Come rimuovere i peli incarniti

Un fastidioso inestetismo da risolvere per evitare irritazioni

 

I peli incarniti possono causare dei puntini rossi sulla pelle, simili ai brufoli. A volte, si può formare anche del pus all’interno con gonfiore, infiammazione, dolore e irritazione nella zona – specialmente sotto le ascelle e l’inguine, le più delicate. I peli incarniti spesso compaiono dopo la depilazione con cera o con il rasoio. Oltre ad essere antiestetici,  possono trasformarsi in un problema serio. Qusto perchè i peli incarniti sono delle zone infette perchè il pelo, invece di crescere, si infila sotto la pelle. Il motivo per cui si crano i peli incarniti è una depilazione scorretta. Ecco come possiamo prevenirli e toglierli.

Prevenzione e trattamento

Ascelle
Ascelle

Il bicarbonato di sodio ha un effetto calmante sulla pelle grazie alle sue proprietà anti-infiammatorie e,  inoltre, aiuta ad alleviare il prurito, riducendo il rossore causato da peli incarniti.

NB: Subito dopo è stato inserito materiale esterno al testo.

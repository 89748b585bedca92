//! Router: single-agent selection by a swappable scoring strategy

pub mod decision;
pub mod scorer;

Mescolare un cucchiaio di bicarbonato di sodio e una tazza di acqua. Immergere un batuffolo di cotone nella soluzione. Tamponare sulla pelle colpita. Lasciare agire per cinque minuti e poi lavare con acqua fredda. Ripetere due o tre volte al giorno secondo necessità.

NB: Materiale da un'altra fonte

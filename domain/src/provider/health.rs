//! Provider health state.
//!
//! Health is derived from consecutive terminal failures on the request path
//! and from periodic probes issued by the health monitor. An `Unhealthy`
//! provider is skipped by default-resolution fallback until a probe succeeds.

use chrono::{DateTime, Utc};
use serde::{Deserialize, Serialize};

/// Rolling availability classification of a provider.
#[derive(Debug, Clone, Copy, PartialEq, Eq, Default, Serialize, Deserialize)]
#[serde(rename_all = "snake_case")]
pub enum HealthStatus {
    /// No probe has completed yet.
    #[default]
    Unknown,
    /// A probe is currently in flight.
    Checking,
    Healthy,
    Unhealthy,
}

impl HealthStatus {
    /// Whether default resolution may pick this provider.
    pub fn is_usable(&self) -> bool {
        !matches!(self, HealthStatus::Unhealthy)
    }
}

/// Live health bookkeeping for one provider.
#[derive(Debug, Clone, Default, Serialize, Deserialize)]
pub struct HealthState {
    pub status: HealthStatus,
    pub consecutive_failures: u32,
    pub last_error: Option<String>,
    pub last_check: Option<DateTime<Utc>>,
}

impl HealthState {
    /// Record a health-affecting terminal failure. Returns `true` if this
    /// failure crossed the threshold and flipped the provider to unhealthy.
    pub fn record_failure(&mut self, error: impl Into<String>, threshold: u32) -> bool {
        self.consecutive_failures += 1;
        self.last_error = Some(error.into());
        if self.consecutive_failures >= threshold && self.status != HealthStatus::Unhealthy {
            self.status = HealthStatus::Unhealthy;
            return true;
        }
        false
    }

    /// Record a successful call or probe: failures reset, status is healthy.
    pub fn record_success(&mut self, now: DateTime<Utc>) {
        self.consecutive_failures = 0;
        self.last_error = None;
        self.status = HealthStatus::Healthy;
        self.last_check = Some(now);
    }

    /// Mark a probe as started.
    pub fn begin_check(&mut self, now: DateTime<Utc>) {
        if self.status == HealthStatus::Unknown {
            self.status = HealthStatus::Checking;
        }
        self.last_check = Some(now);
    }
}

#[cfg(test)]
mod tests {
    use super::*;

    #[test]
    fn test_failures_below_threshold_keep_status() {
        let mut health = HealthState::default();
        assert!(!health.record_failure("timeout", 3));
        assert!(!health.record_failure("timeout", 3));
        assert_eq!(health.status, HealthStatus::Unknown);
        assert_eq!(health.consecutive_failures, 2);
    }

    #[test]
    fn test_threshold_flips_to_unhealthy_once() {
        let mut health = HealthState::default();
        health.record_failure("timeout", 2);
        assert!(health.record_failure("timeout", 2));
        assert_eq!(health.status, HealthStatus::Unhealthy);
        // Further failures keep it unhealthy without re-reporting a transition
        assert!(!health.record_failure("timeout", 2));
    }

    #[test]
    fn test_success_resets_counter_and_restores_health() {
        let mut health = HealthState::default();
        health.record_failure("connection refused", 1);
        assert_eq!(health.status, HealthStatus::Unhealthy);
        health.record_success(Utc::now());
        assert_eq!(health.status, HealthStatus::Healthy);
        assert_eq!(health.consecutive_failures, 0);
        assert!(health.last_error.is_none());
    }

    #[test]
    fn test_unhealthy_is_not_usable() {
        assert!(HealthStatus::Unknown.is_usable());
        assert!(HealthStatus::Healthy.is_usable());
        assert!(!HealthStatus::Unhealthy.is_usable());
    }
}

È anche possibile fare uno scrub fatto in casa con un cucchiaino di bicarbonato di sodio, farina d’avena e un cucchiaio d’acqua. Mescolare gli ingredienti insieme per creare una pasta. Applicare delicatamente sulla pelle e lasciare in posa per non più di cinque minuti. Poi risciacquare con acqua tiepida e asciugare tamponando delicatamente la pelle. Fare questo impacco due volte al giorno, se necessario.